(Collected data entries)
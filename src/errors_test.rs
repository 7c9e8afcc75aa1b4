use super::*;

#[test]
fn test_error_fatal() {
    let err = Error::Fatal("critical failure".to_string());
    assert_eq!(err.to_string(), "Fatal error: critical failure");
}

#[test]
fn test_storage_error_converts_into_system_error() {
    let err: Error = StorageError::VersionNotSet.into();
    assert!(matches!(
        err,
        Error::System(SystemError::Storage(StorageError::VersionNotSet))
    ));
    assert_eq!(err.to_string(), "Signal store has no active database version");
}

#[test]
fn test_blobstore_unexpected_status_message() {
    let err = BlobstoreError::UnexpectedStatus {
        uri: "http://blobs/blobs".to_string(),
        status: 503,
    };
    let msg = err.to_string();
    assert!(msg.contains("http://blobs/blobs"));
    assert!(msg.contains("503"));
}

#[test]
fn test_request_error_invalid_block() {
    let err: Error = RequestError::InvalidBlock("abc".to_string()).into();
    assert!(matches!(err, Error::Request(RequestError::InvalidBlock(_))));
    assert!(err.to_string().contains("abc"));
}

#[test]
fn test_corrupt_row_names_key() {
    let err = StorageError::CorruptRow {
        key: "sig-1".to_string(),
    };
    assert_eq!(err.to_string(), "Corrupt signal row for key sig-1");
}
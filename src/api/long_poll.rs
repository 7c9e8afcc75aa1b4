use serde::Deserialize;
use tracing::debug;
use tracing::error;
use warp::http::StatusCode;
use warp::reply::Response;

use super::error_reply;
use super::json_reply;
use super::status_reply;
use super::ApiErrorCode;
use super::ApiManager;
use crate::distributor::WaitOutcome;
use crate::metrics::outcome;
use crate::metrics::SIGNAL_REQUESTS_TOTAL;
use crate::signal::added_signals;
use crate::signal::is_stale;
use crate::signal::KnownIds;
use crate::signal::SignalSet;
use crate::RequestError;
use crate::ResponseMode;
use crate::Result;

/// Query string of the signal endpoint
#[derive(Debug, Default, Deserialize)]
pub struct SignalQuery {
    pub block: Option<String>,
}

/// Parses the `block` parameter in seconds. Absent or empty means no
/// blocking; anything but a non-negative integer is rejected.
pub fn parse_block(block: Option<&str>) -> Result<u64> {
    match block.map(str::trim) {
        None | Some("") => Ok(0),
        Some(value) => value
            .parse::<u64>()
            .map_err(|_| RequestError::InvalidBlock(value.to_string()).into()),
    }
}

impl ApiManager {
    /// Answers one signal request.
    ///
    /// Without known ids the current set is returned immediately. With known
    /// ids a stale view is answered at once, a fresh one with `304` unless
    /// the caller asked to block, in which case the request waits for the
    /// next change or its deadline.
    pub async fn get_signals(
        &self,
        block: Option<&str>,
        if_none_match: Option<&str>,
    ) -> Response {
        let block_secs = match parse_block(block) {
            Ok(secs) => secs,
            Err(e) => {
                record(outcome::BAD_REQUEST);
                return error_reply(StatusCode::BAD_REQUEST, ApiErrorCode::BadBlock, e.to_string());
            }
        };

        let known = match if_none_match.map(str::trim).filter(|v| !v.is_empty()) {
            Some(header) => KnownIds::parse(header),
            None => {
                debug!("No known ids, sending current signals");
                return self.send_current().await;
            }
        };

        let current = match self.source.fetch_signals().await {
            Ok(set) => set,
            Err(e) => return fetch_failed(&e.to_string()),
        };

        if is_stale(&current, &known) {
            debug!(known = known.len(), current = current.signals.len(), "Client view is stale");
            return self.send_signals(&current, &known);
        }

        let timeout = self.long_poll.block_duration(block_secs);
        if timeout.is_zero() {
            return not_modified();
        }

        debug!(block_secs = timeout.as_secs(), "Blocking request, waiting for trace signals");
        match self.distributor.register().wait(timeout).await {
            WaitOutcome::Delivered(delivery) => match &delivery.error {
                Some(reason) => fetch_failed(reason),
                None => self.send_signals(&delivery, &known),
            },
            WaitOutcome::TimedOut => {
                debug!("Long-polling request timed out");
                not_modified()
            }
        }
    }

    async fn send_current(&self) -> Response {
        match self.source.fetch_signals().await {
            Ok(set) => {
                record(outcome::OK);
                json_reply(&set)
            }
            Err(e) => fetch_failed(&e.to_string()),
        }
    }

    fn send_signals(
        &self,
        set: &SignalSet,
        known: &KnownIds,
    ) -> Response {
        record(outcome::OK);
        match self.long_poll.response_mode {
            ResponseMode::Full => json_reply(set),
            ResponseMode::Delta => {
                let added = added_signals(set, known).into_iter().cloned().collect();
                json_reply(&SignalSet::new(added))
            }
        }
    }
}

fn not_modified() -> Response {
    record(outcome::NOT_MODIFIED);
    status_reply(StatusCode::NOT_MODIFIED)
}

fn fetch_failed(reason: &str) -> Response {
    error!("Fetching trace signals failed: {}", reason);
    record(outcome::ERROR);
    error_reply(StatusCode::INTERNAL_SERVER_ERROR, ApiErrorCode::DbError, reason)
}

fn record(outcome: &str) {
    SIGNAL_REQUESTS_TOTAL.with_label_values(&[outcome]).inc();
}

*Exercise directions*
Give all of the lines above again, exactly as they are.

*Problem solution*
filename src/errors_test.rs
repository 7c9e8afcc75aa1b4
use super::*;

#[test]
fn test_error_fatal() {
    let err = Error::Fatal("critical failure".to_string());
    assert_eq!(err.to_string(), "Fatal error: critical failure");
}

#[test]
fn test_storage_error_converts_into_system_error() {
    let err: Error = StorageError::VersionNotSet.into();
    assert!(matches!(
        err,
        Error::System(SystemError::Storage(StorageError::VersionNotSet))
    ));
    assert_eq!(err.to_string(), "Signal store has no active database version");
}

#[test]
fn test_blobstore_unexpected_status_message() {
    let err = BlobstoreError::UnexpectedStatus {
        uri: "http://blobs/blobs".to_string(),
        status: 503,
    };
    let msg = err.to_string();
    assert!(msg.contains("http://blobs/blobs"));
    assert!(msg.contains("503"));
}

#[test]
fn test_request_error_invalid_block() {
    let err: Error = RequestError::InvalidBlock("abc".to_string()).into();
    assert!(matches!(err, Error::Request(RequestError::InvalidBlock(_))));
    assert!(err.to_string().contains("abc"));
}

#[test]
fn test_corrupt_row_names_key() {
    let err = StorageError::CorruptRow {
        key: "sig-1".to_string(),
    };
    assert_eq!(err.to_string(), "Corrupt signal row for key sig-1");
}
filename src/api/long_poll.rs
repository 7c9e8afcc75aa1b4
use serde::Deserialize;
use tracing::debug;
use tracing::error;
use warp::http::StatusCode;
use warp::reply::Response;

use super::error_reply;
use super::json_reply;
use super::status_reply;
use super::ApiErrorCode;
use super::ApiManager;
use crate::distributor::WaitOutcome;
use crate::metrics::outcome;
use crate::metrics::SIGNAL_REQUESTS_TOTAL;
use crate::signal::added_signals;
use crate::signal::is_stale;
use crate::signal::KnownIds;
use crate::signal::SignalSet;
use crate::RequestError;
use crate::ResponseMode;
use crate::Result;

/// Query string of the signal endpoint
#[derive(Debug, Default, Deserialize)]
pub struct SignalQuery {
    pub block: Option<String>,
}

/// Parses the `block` parameter in seconds. Absent or empty means no
/// blocking; anything but a non-negative integer is rejected.
pub fn parse_block(block: Option<&str>) -> Result<u64> {
    match block.map(str::trim) {
        None | Some("") => Ok(0),
        Some(value) => value
            .parse::<u64>()
            .map_err(|_| RequestError::InvalidBlock(value.to_string()).into()),
    }
}

impl ApiManager {
    /// Answers one signal request.
    ///
    /// Without known ids the current set is returned immediately. With known
    /// ids a stale view is answered at once, a fresh one with `304` unless
    /// the caller asked to block, in which case the request waits for the
    /// next change or its deadline.
    pub async fn get_signals(
        &self,
        block: Option<&str>,
        if_none_match: Option<&str>,
    ) -> Response {
        let block_secs = match parse_block(block) {
            Ok(secs) => secs,
            Err(e) => {
                record(outcome::BAD_REQUEST);
                return error_reply(StatusCode::BAD_REQUEST, ApiErrorCode::BadBlock, e.to_string());
            }
        };

        let known = match if_none_match.map(str::trim).filter(|v| !v.is_empty()) {
            Some(header) => KnownIds::parse(header),
            None => {
                debug!("No known ids, sending current signals");
                return self.send_current().await;
            }
        };

        let current = match self.source.fetch_signals().await {
            Ok(set) => set,
            Err(e) => return fetch_failed(&e.to_string()),
        };

        if is_stale(&current, &known) {
            debug!(known = known.len(), current = current.signals.len(), "Client view is stale");
            return self.send_signals(&current, &known);
        }

        let timeout = self.long_poll.block_duration(block_secs);
        if timeout.is_zero() {
            return not_modified();
        }

        debug!(block_secs = timeout.as_secs(), "Blocking request, waiting for trace signals");
        match self.distributor.register().wait(timeout).await {
            WaitOutcome::Delivered(delivery) => match &delivery.error {
                Some(reason) => fetch_failed(reason),
                None => self.send_signals(&delivery, &known),
            },
            WaitOutcome::TimedOut => {
                debug!("Long-polling request timed out");
                not_modified()
            }
        }
    }

    async fn send_current(&self) -> Response {
        match self.source.fetch_signals().await {
            Ok(set) => {
                record(outcome::OK);
                json_reply(&set)
            }
            Err(e) => fetch_failed(&e.to_string()),
        }
    }

    fn send_signals(
        &self,
        set: &SignalSet,
        known: &KnownIds,
    ) -> Response {
        record(outcome::OK);
        match self.long_poll.response_mode {
            ResponseMode::Full => json_reply(set),
            ResponseMode::Delta => {
                let added = added_signals(set, known).into_iter().cloned().collect();
                json_reply(&SignalSet::new(added))
            }
        }
    }
}

fn not_modified() -> Response {
    record(outcome::NOT_MODIFIED);
    status_reply(StatusCode::NOT_MODIFIED)
}

fn fetch_failed(reason: &str) -> Response {
    error!("Fetching trace signals failed: {}", reason);
    record(outcome::ERROR);
    error_reply(StatusCode::INTERNAL_SERVER_ERROR, ApiErrorCode::DbError, reason)
}

fn record(outcome: &str) {
    SIGNAL_REQUESTS_TOTAL.with_label_values(&[outcome]).inc();
}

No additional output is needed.